Add ability to provide the agent-id in enroll API

[blakerouse]

Describe the enhancement:

Add the ability to specify the agent-id of the enrolling Elastic Agent.

Describe a specific use case for the enhancement or feature:

On serverless, an Elastic Agent is static but the pod doesn't have any persistent storage so it cannot store the enrollment information between restarts of the Elastic Agent. There have also been other reports of this issue from customers where they do not need persistent storage from the integration and requiring the Elastic Agent to have it just for the enrollment information is not possible.

To provide a stable Elastic Agent in the agents list in Kibana, this would allow an Elastic Agent to enroll with the ID they want to have. This would also replace an existing Elastic Agent if one already has the same ID.

The new enrolled Elastic Agent will replace the previous Elastic Agent prevent it from being able to communicate with the Fleet Server any more.

Describe any security issues:

This does open the possibility that if a bad actor had the enrollment token and the ID of the Elastic Agent it would be able to enroll over top of it and prevent the communication of that current Elastic Agent as the other Elastic Agent would be come the newly communicating Elastic Agent.

To prevent this only an additional replace-token would be added to the enrollment API. This would be any unique value that is stored as a bcrypt hash on the Elastic Agent record. If an Elastic Agent is enrolled without this token then it doesn't allow any other Elastic Agent to enroll with the same ID (trying to enroll with the same ID would error). If an Elastic Agent is enrolled with the replace token and its the first enrollment then it would successfully enroll. On a second enrollment to replace the Elastic Agent the exact same replace token must be provided and if it matches (using bcrypt hash) then it would be considered the replacement of the Elastic Agent and allow the enrollment to complete.

[michel-laterman]

I think we already provide this through the enrollment_id in the API:

fleet-server/model/openapi.yml

Lines 150 to 155 in 0687ea5

	enrollment_id:
	type: string
	description: |
	The enrollment ID of the agent.
	To replace an agent on enroll fail.
	The existing agent with a matching enrollment_id will be deleted if it never checked in. The new agent will be enrolled with the enrollment_id.

It was added with #2655

[blakerouse]

@michel-laterman The existing agent with a matching enrollment_id will be deleted if it never checked in. What if it has checked-in?

[michel-laterman]

@blakerouse and I had a brief conversation about this.

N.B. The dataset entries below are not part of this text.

pub mod commands;
pub mod config;
pub mod events;
pub mod state;
pub mod workflow;

mod error;

use directory_net::GoogleGeocoder;
use directory_shared::constants::APP_NAME;
use directory_store::seed::sample_profiles;
use directory_store::ProfileStore;
use tracing_subscriber::{fmt, EnvFilter};

pub use crate::config::DirectoryConfig;
pub use crate::error::ClientError;
use crate::state::{AppState, SharedState};
use crate::workflow::ProfileWorkflow;

/// Install the global `tracing` subscriber.  Honours `RUST_LOG`; calling it
/// again once a subscriber is set is a no-op.
pub fn init_tracing() {
    let filter = EnvFilter::try_from_default_env().unwrap_or_else(|_| {
        EnvFilter::new("directory_client=debug,directory_net=debug,directory_store=info,warn")
    });

    let _ = fmt()
        .with_env_filter(filter)
        .with_target(true)
        .with_thread_ids(false)
        .with_file(false)
        .with_line_number(false)
        .try_init();
}

/// Build the geocoder described by `config`.
pub fn build_geocoder(config: &DirectoryConfig) -> Result<GoogleGeocoder, ClientError> {
    let mut builder = reqwest::Client::builder();
    if let Some(timeout) = config.geocode_timeout {
        builder = builder.timeout(timeout);
    }
    let client = builder.build()?;

    Ok(GoogleGeocoder::with_client(
        client,
        config.geocode_endpoint.clone(),
        config.api_key.clone(),
    ))
}

/// Set up logging and the application state the presentation layer drives.
pub fn launch(config: &DirectoryConfig) -> Result<SharedState, ClientError> {
    init_tracing();

    tracing::info!("Starting {} v{}", APP_NAME, env!("CARGO_PKG_VERSION"));
    if config.has_placeholder_key() {
        tracing::warn!("GOOGLE_MAPS_API_KEY not set, new addresses will not geocode");
    }

    let store = if config.seed_profiles {
        ProfileStore::with_profiles(sample_profiles())?
    } else {
        ProfileStore::new()
    };
    tracing::info!(profiles = store.len(), "Profile store ready");

    let workflow =
        ProfileWorkflow::new(build_geocoder(config)?, store).with_delete_delay(config.delete_delay);

    Ok(AppState::new(workflow).into_shared())
}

We've decided to add an ID field to enrolment requests that is distinct from the existing enrollment_id value.
If this field is used, and indicates an existing agent that agent's current policy & existing API keys are used by the "new agent".
If the agent does not exist it's treated as a new enrolment.

This is so that we don't break/get blocked on existing scale tests when delivering this feature; and as a follow up we can see if we can make the scale tests just use the new ID value and deprecate enrollment_id (cc @juliaElastic).

I've also looked a bit more into opamp for how it handles duplicate IDs. In short, this type of workflow (where we may have more than one pod that are "the same agent") isn't supported.
It's pretty clear by the implications of the duplicate websockets connection section.

When sending a message an agent is able to specify their own instance_uid value or request one from the server
The server can also force agents to use a new instance_uid value at any time.

Additionally AgentToServer messages are expected to be sequential (indicated by sequence_num) as a mechanism for detecting missed messages.

Supporting this workflow is something we'll need to handle once we start supporting opamp.

[jlind23]

@nimarezainia do you think this is something we could piggy back on in order to migrate Agent from a cluster to another using the same ID in the enroll command?

[blakerouse]

@jlind23 After our discussion of the security implications I have added a section to the description about the addition agent-token API option for enrollment. Hopefully this implementation would alleviate those implications.

@elastic/product-security Could you give the security implications a review?